DATE: WEDNESDAY, October 27, 1993                   TAG: 9311110383
SECTION: EXTRA                    PAGE: 5   EDITION: METRO 
SOURCE: Ben Beagle
DATELINE:                                 LENGTH: Medium


DEALING WITH THE AUTUMN OF ONE'S LIFE

When I got the sixth letter and one phone call suggesting that without nursing home insurance I will be doomed, I started writing like Ernesto Hemingway again:

The wind came late that October, but when it came the leaves obeyed as they always did and the old man watched them swirl and litter the ground. Leaves are lovely when they go to their deaths, he thought. But they die all the same.

''Why dost thee stand before the window that way, viejo?'' the woman asked. ``It is warmly to be hoped that this does not mean another attack of the melancholia.''

``I watch the leaves - the dancing symbols of death - and I read the letters from the hombres at the insurance companies, mujer, and in truth they make me sad,'' the old man said. ``In truth they scare me as would a lion in the streets.''

``Viejo,'' the woman said. ``It is true that the leaves die in their turn in the fall, but do not they come again, green and eager, in the spring?''

``Aiyeee, mi corazon,'' the old man said, ``if it were up to me, the leaves would stay green and eager all year.''

``It is wrong to think in that way, hombre,'' the woman said. ``It is wrong to wish the leaves to be symbols of an immortality thee will never have.''

``I was not thinking of immortality, mujer,'' the old man said. ``I was thinking that if the leaves were green forever, I would never have to clean them up.''

``You must think more of your health of the mind,'' the woman said, ``and cease this moody thinking of the leaves as omens of death.''

``It is is not only the leaves, querida mia,'' the old man said, ``it is the dire prophecies of the insurance hombres and the language they use.

The old man's hands shook as he opened a letter and read from it:

``P.S.: Don't let the overwhelming costs of long-term care destroy your retirement assets, your freedom and your dignity.''

The woman had seen sorrow in her time and was used to the hard ways of the world.
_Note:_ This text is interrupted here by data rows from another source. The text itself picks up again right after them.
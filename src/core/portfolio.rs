//! The user's watchlist of tracked symbols and their last known quotes.
use anyhow::{Context, Result};
use chrono::{DateTime, Utc};
use futures::future::join_all;
use serde::{Deserialize, Serialize};
use std::sync::Arc;
use tracing::{debug, info, warn};

use super::error::QuoteError;
use super::quote::{Quote, normalize_symbol};
use super::resolver::QuoteResolver;
use crate::store::KeyValueStore;

/// Storage key of the serialized portfolio.
pub const PORTFOLIO_KEY: &str = "stock-portfolio";

#[derive(Debug, Clone, Default, PartialEq, Serialize, Deserialize)]
pub struct Portfolio {
    pub stocks: Vec<Quote>,
}

impl Portfolio {
    pub fn contains(&self, symbol: &str) -> bool {
        self.stocks.iter().any(|s| s.symbol == symbol)
    }

    /// True when any tracked quote is older than `validity` at `now`.
    pub fn is_stale(&self, now: DateTime<Utc>, validity: chrono::Duration) -> bool {
        self.stocks.iter().any(|s| s.age(now) >= validity)
    }

    pub fn stats(&self) -> PortfolioStats {
        let total_stocks = self.stocks.len();
        if total_stocks == 0 {
            return PortfolioStats::default();
        }

        let mut total_pe = 0.0;
        let mut highest = &self.stocks[0];
        let mut lowest = &self.stocks[0];
        for stock in &self.stocks {
            total_pe += stock.pe_ratio;
            if stock.pe_ratio > highest.pe_ratio {
                highest = stock;
            }
            if stock.pe_ratio < lowest.pe_ratio {
                lowest = stock;
            }
        }

        PortfolioStats {
            total_stocks,
            average_pe: total_pe / total_stocks as f64,
            highest_pe: Some(PeExtreme {
                symbol: highest.symbol.clone(),
                value: highest.pe_ratio,
            }),
            lowest_pe: Some(PeExtreme {
                symbol: lowest.symbol.clone(),
                value: lowest.pe_ratio,
            }),
        }
    }
}

#[derive(Debug, Clone, PartialEq)]
pub struct PeExtreme {
    pub symbol: String,
    pub value: f64,
}

/// Aggregate PE figures across the portfolio.
#[derive(Debug, Clone, Default, PartialEq)]
pub struct PortfolioStats {
    pub total_stocks: usize,
    pub average_pe: f64,
    pub highest_pe: Option<PeExtreme>,
    pub lowest_pe: Option<PeExtreme>,
}

#[derive(Debug, Clone, PartialEq)]
pub enum AddOutcome {
    Added(Quote),
    AlreadyTracked(String),
}

/// Per-symbol outcome of a portfolio refresh.
#[derive(Debug, Default)]
pub struct RefreshReport {
    pub refreshed: Vec<String>,
    pub synthesized: Vec<String>,
    /// Symbols that kept their previous quote, with the reason.
    pub failed: Vec<(String, QuoteError)>,
}

/// Portfolio store: owns the tracked list, persists it and asks the
/// resolver for quotes.
pub struct PortfolioTracker {
    resolver: Arc<QuoteResolver>,
    store: Arc<dyn KeyValueStore>,
    portfolio: Portfolio,
}

impl PortfolioTracker {
    /// Loads the saved portfolio. A missing or unreadable blob starts an
    /// empty portfolio.
    pub async fn load(resolver: Arc<QuoteResolver>, store: Arc<dyn KeyValueStore>) -> Result<Self> {
        let portfolio = match store.get(PORTFOLIO_KEY).await? {
            Some(bytes) => serde_json::from_slice(&bytes).unwrap_or_else(|e| {
                warn!(error = %e, "Saved portfolio is unreadable, starting empty");
                Portfolio::default()
            }),
            None => Portfolio::default(),
        };
        debug!(stocks = portfolio.stocks.len(), "Loaded portfolio");

        Ok(Self {
            resolver,
            store,
            portfolio,
        })
    }

    pub fn portfolio(&self) -> &Portfolio {
        &self.portfolio
    }

    pub fn stats(&self) -> PortfolioStats {
        self.portfolio.stats()
    }

    pub fn is_stale(&self) -> bool {
        self.portfolio
            .is_stale(Utc::now(), self.resolver.cache().validity())
    }

    async fn save(&self) -> Result<()> {
        let bytes = serde_json::to_vec(&self.portfolio).context("Failed to serialize portfolio")?;
        self.store
            .put(PORTFOLIO_KEY, &bytes)
            .await
            .context("Failed to save portfolio")
    }

    /// Resolves and starts tracking `symbol`. Duplicates are reported
    /// without a fetch; an invalid symbol is an error.
    pub async fn add(&mut self, symbol: &str) -> Result<AddOutcome> {
        let symbol = normalize_symbol(symbol)?;
        if self.portfolio.contains(&symbol) {
            info!("{} is already in the portfolio", symbol);
            return Ok(AddOutcome::AlreadyTracked(symbol));
        }

        let quote = self.resolver.resolve(&symbol).await?;
        self.portfolio.stocks.push(quote.clone());
        self.save().await?;
        info!("Added {} to portfolio", quote.symbol);
        Ok(AddOutcome::Added(quote))
    }

    /// Stops tracking `symbol`. Returns whether it was tracked.
    pub async fn remove(&mut self, symbol: &str) -> Result<bool> {
        let symbol = symbol.trim().to_uppercase();
        let before = self.portfolio.stocks.len();
        self.portfolio.stocks.retain(|s| s.symbol != symbol);
        let removed = self.portfolio.stocks.len() != before;
        if removed {
            self.save().await?;
            info!("Removed {} from portfolio", symbol);
        }
        Ok(removed)
    }

    /// Re-resolves every tracked symbol concurrently. A symbol that fails
    /// keeps its previous quote; the others are unaffected.
    /// `update_callback` runs once per finished symbol.
    pub async fn refresh(&mut self, update_callback: &(dyn Fn() + Sync)) -> Result<RefreshReport> {
        let futures = self.portfolio.stocks.iter().map(|stock| {
            let resolver = Arc::clone(&self.resolver);
            async move {
                let result = resolver.resolve(&stock.symbol).await;
                update_callback();
                result
            }
        });
        let results = join_all(futures).await;

        let mut report = RefreshReport::default();
        for (stock, result) in self.portfolio.stocks.iter_mut().zip(results) {
            match result {
                Ok(quote) => {
                    if quote.is_synthesized() {
                        report.synthesized.push(quote.symbol.clone());
                    } else {
                        report.refreshed.push(quote.symbol.clone());
                    }
                    *stock = quote;
                }
                Err(e) => {
                    warn!(symbol = %stock.symbol, error = %e, "Keeping previous quote");
                    report.failed.push((stock.symbol.clone(), e));
                }
            }
        }

        self.save().await?;
        Ok(report)
    }
}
But fear showed in her eyes as she listened.

''Caramba, guapo mio,'' she said. ``It is as bad as that?''

``Si,'' the old man. ``Muy malo, mujer. The hombres of the insurance seem to suggest that when we are old and uninsured, it is possible we wil be thrown into the high road and left to die badly. I had always wished to die well, mujer, flushed with the joy of the battle.''

The old man returned to watching the dead leaves in their dance and when the postal man came he went warily to the mailbox.

When he returned to the casa, his smile had a touch of his lost youth in it and his step was as it had been years ago on the Ebro River.

``Que pasa, mi esposo?'' the woman asked, her eyes still showing fear.

``See here, mi vida,'' the old man said. ``One of the credit card hombres thinks we are a good bet for a card with a $5,000 limit and no annual fee. Credit card hombres do not offer such things to doomed people, si?''

``You are right,''the woman said. ``That is a lot of dinero, muchacho.''

``Let's take this card, mujer, and live it up a little before we are thrown into the streets,`` the old man said.